◆ What to produce: Reproduce the first line of the entries that follow and each later line, word for word, ending with the one containing "once at startup.".

◆ Record excerpts:
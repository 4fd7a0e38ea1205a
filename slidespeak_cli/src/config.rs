use crate::error::{Error, Result};
use std::num::NonZeroU32;
use std::path::PathBuf;
use std::str::FromStr;
use std::time::Duration;
use url::Url;

pub const API_KEY_VAR: &str = "SLIDE_SPEAK_API_KEY";
pub const BASE_URL_VAR: &str = "SLIDE_SPEAK_BASE_URL";
pub const LOG_FILE_VAR: &str = "SLIDE_SPEAK_LOG_FILE";
pub const MAX_POLLS_VAR: &str = "SLIDE_SPEAK_MAX_POLLS";
pub const POLL_INTERVAL_VAR: &str = "SLIDE_SPEAK_POLL_INTERVAL_SECS";

pub const DEFAULT_BASE_URL: &str = "https://api.slidespeak.co/api/v1";
pub const DEFAULT_LOG_FILE: &str = "presentations.csv";
pub const DEFAULT_LENGTH: u32 = 10;

/// Everything the client needs, resolved once at startup.
#[derive(Debug, Clone)]
pub struct Config {
    pub api_key: String,
    pub base_url: Url,
    pub log_path: PathBuf,
    pub poll_interval: Duration,
    /// `None` polls until the task reaches a terminal state.
    pub max_polls: Option<NonZeroU32>,
    pub default_length: u32,
    pub request_timeout: Duration,
}

impl Config {
    pub fn from_env() -> Result<Self> {
        Self::from_lookup(|key| std::env::var(key).ok())
    }

    /// Builds a config from an arbitrary key lookup, so callers other than
    /// `main` never have to touch the process environment.
    pub fn from_lookup<F>(lookup: F) -> Result<Self>
    where
        F: Fn(&str) -> Option<String>,
    {
        let api_key = lookup(API_KEY_VAR)
            .map(|k| k.trim().to_string())
            .filter(|k| !k.is_empty())
            .ok_or_else(|| Error::Config(format!("{API_KEY_VAR} environment variable not set")))?;

        let base_url = match lookup(BASE_URL_VAR).filter(|v| !v.trim().is_empty()) {
            Some(raw) => parse_base_url(&raw)?,
            None => parse_base_url(DEFAULT_BASE_URL)?,
        };

        let log_path = lookup(LOG_FILE_VAR)
            .filter(|v| !v.trim().is_empty())
            .map(PathBuf::from)
            .unwrap_or_else(|| PathBuf::from(DEFAULT_LOG_FILE));

        let max_polls = parse_var::<NonZeroU32>(&lookup, MAX_POLLS_VAR)?;
        let poll_interval = parse_var::<u64>(&lookup, POLL_INTERVAL_VAR)?
            .map(Duration::from_secs)
            .unwrap_or(Duration::from_secs(2));

        Ok(Self {
            api_key,
            base_url,
            log_path,
            poll_interval,
            max_polls,
            default_length: DEFAULT_LENGTH,
            request_timeout: Duration::from_secs(30),
        })
    }

    pub fn with_base_url(mut self, raw: &str) -> Result<Self> {
        self.base_url = parse_base_url(raw)?;
        Ok(self)
    }
}

/// Normalizes the base so `Url::join` appends endpoint paths instead of
/// replacing the last segment.
pub fn parse_base_url(raw: &str) -> Result<Url> {
    let trimmed = raw.trim();
    let with_slash = if trimmed.ends_with('/') {
        trimmed.to_string()
    } else {
        format!("{trimmed}/")
    };
    Url::parse(&with_slash).map_err(|e| Error::Config(format!("invalid base URL {trimmed:?}: {e}")))
}

fn parse_var<T>(lookup: &impl Fn(&str) -> Option<String>, key: &str) -> Result<Option<T>>
where
    T: FromStr,
    T::Err: std::fmt::Display,
{
    match lookup(key).filter(|v| !v.trim().is_empty()) {
        Some(raw) => raw
            .trim()
            .parse::<T>()
            .map(Some)
            .map_err(|e| Error::Config(format!("{key}={raw:?}: {e}"))),
        None => Ok(None),
    }
}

◆ Expected answer:
repository 4fd7a0e38ea1205a
filename slidespeak_cli/src/config.rs
use crate::error::{Error, Result};
use std::num::NonZeroU32;
use std::path::PathBuf;
use std::str::FromStr;
use std::time::Duration;
use url::Url;

pub const API_KEY_VAR: &str = "SLIDE_SPEAK_API_KEY";
pub const BASE_URL_VAR: &str = "SLIDE_SPEAK_BASE_URL";
pub const LOG_FILE_VAR: &str = "SLIDE_SPEAK_LOG_FILE";
pub const MAX_POLLS_VAR: &str = "SLIDE_SPEAK_MAX_POLLS";
pub const POLL_INTERVAL_VAR: &str = "SLIDE_SPEAK_POLL_INTERVAL_SECS";

pub const DEFAULT_BASE_URL: &str = "https://api.slidespeak.co/api/v1";
pub const DEFAULT_LOG_FILE: &str = "presentations.csv";
pub const DEFAULT_LENGTH: u32 = 10;

/// Everything the client needs, resolved once at startup.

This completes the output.